How the 5010 Standard Will Affect Long Term Care Providers and Billing

As announced by the U.S. Department of Health and Human Services (HHS) on January 16, 2009, updated versions of the Health Insurance Portability and Accountability Act (HIPAA) transaction will be required to be used by providers beginning on January 1, 2012. The HIPPA standards for electronic health care transactions are changing from version 4010/4010A1 to version 5010. The Centers for Medicare and Medicaid Services (CMS) oversaw compliance with these standards and this is required by federal law.

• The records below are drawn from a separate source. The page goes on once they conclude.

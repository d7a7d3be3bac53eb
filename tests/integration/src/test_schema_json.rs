//! Schemas, keys and indexes loaded from JSON.

#[cfg(test)]
mod tests {
    use dynamodel_core::{Model, ModelConfig, RawSchema, SchemaErrorKind};
    use dynamodel_model::{AttributeType, IndexDefinition, IndexKind, KeySchema, Value, doc};
    use serde_json::json;

    use crate::fixed_now;

    fn raw() -> RawSchema {
        serde_json::from_str(
            r#"{
                "id": { "type": "str", "required": true },
                "kind": { "type": "string", "enum": ["a", "b"], "default": "a" },
                "slug": { "type": "String", "composite": "{kind}-{id}" },
                "score": { "type": "f64", "validate": { "isUnsigned": true } },
                "seen": { "type": "DateTime", "format": "number" },
                "tags": { "type": "Vec", "properties": { "label": { "type": "text" } } }
            }"#,
        )
        .unwrap()
    }

    fn indexes() -> Vec<IndexDefinition> {
        serde_json::from_value(json!([
            { "name": "byKind", "kind": "global", "hash": "kind", "range": "seen" }
        ]))
        .unwrap()
    }

    #[test]
    fn test_should_keep_declaration_order_and_resolve_aliases() {
        let model = Model::new(
            "items",
            &raw(),
            KeySchema::new("id"),
            indexes(),
            ModelConfig::default(),
        )
        .unwrap();

        let schema = model.schema();
        assert_eq!(
            schema.names().collect::<Vec<_>>(),
            ["id", "kind", "slug", "score", "seen", "tags"]
        );
        assert_eq!(schema.get("score").map(|p| p.ty()), Some(AttributeType::Number));
        assert_eq!(schema.get("seen").map(|p| p.ty()), Some(AttributeType::Date));
        assert_eq!(schema.get("tags").map(|p| p.ty()), Some(AttributeType::List));
        assert_eq!(model.indexes()[0].kind, IndexKind::Global);
        assert_eq!(model.indexes()[0].key.range.as_deref(), Some("seen"));
    }

    #[tokio::test]
    async fn test_should_create_from_json_schema() {
        let model = Model::new(
            "items",
            &raw(),
            KeySchema::new("id"),
            indexes(),
            ModelConfig {
                table_prefix: "test-".to_owned(),
                ..ModelConfig::default()
            },
        )
        .unwrap();
        let req = model
            .prepare_create(&doc! { "id" => "x1", "score" => 3, "seen" => fixed_now() })
            .await
            .unwrap();

        assert_eq!(req.table_name, "test-items");
        assert_eq!(req.item.get("slug"), Some(&Value::from("a-x1")));
        #[allow(clippy::cast_precision_loss)]
        let millis = Value::Number(fixed_now().timestamp_millis() as f64);
        assert_eq!(req.item.get("seen"), Some(&millis));
    }

    #[test]
    fn test_should_report_schema_errors_with_paths() {
        let cases = [
            (
                json!({ "id": { "type": "uuid" } }),
                "id",
                SchemaErrorKind::UnknownType("uuid".to_owned()),
            ),
            (
                json!({
                    "tags": { "type": "list", "properties": { "a.b": { "type": "string" } } }
                }),
                "tags[].a.b",
                SchemaErrorKind::DottedName,
            ),
            (
                json!({ "n": { "type": "number", "composite": "{n}" } }),
                "n",
                SchemaErrorKind::CompositeNotString(AttributeType::Number),
            ),
        ];
        for (schema, path, kind) in cases {
            let raw: RawSchema = serde_json::from_value(schema).unwrap();
            let err = Model::new("t", &raw, KeySchema::new("id"), vec![], ModelConfig::default())
                .unwrap_err();
            assert_eq!(err.path, path);
            assert_eq!(err.kind, kind);
        }
    }

    #[test]
    fn test_should_reject_key_on_optional_composite_variable() {
        let err = Model::new(
            "items",
            &raw(),
            KeySchema::new("slug"),
            vec![],
            ModelConfig::default(),
        )
        .unwrap_err();
        assert_eq!(err.path, "slug");
        assert_eq!(
            err.kind,
            SchemaErrorKind::CompositeVariableNotRequired {
                index: "primary".to_owned(),
                variable: "kind".to_owned(),
            }
        );
    }
}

The 5010 consists of a new set of standards regulating the electronic transmission of specific healthcare transactions. These transactions include claims, remittance advices, and requests and responses for eligibility and claims status. The 5010 transactions report electronic claims, electronic eligibility verification, electronic claim status, electronic referral certification and authorization, electronic remittance, and more. The 5010 standards will increase transaction consistency, support pay-for-performance, and streamline reimbursement transactions.

Those who are required to upgrade to the 5010 standard include a range of health care providers, including long-term care providers. In this regard, the implementation may change the software, systems and procedures already used for billing Medicare and other such payers. The 5010 will ensure that insurance companies receive accurate bills in the correct data and formats. LINTECH’s COMET application for long-term care billing is set to assure its users that their submissions will be in full compliance with the 5010 requirements.

Healthcare providers who fail to use only the 5010 transactions as of the January 1, 2012 deadline risk claim rejections and interrupted cash flow. Anyone who already electronically submits transactions, such as checking a patient’s eligibility, filing a claim, or receiving a remittance advice, will be automatically updated to the current version.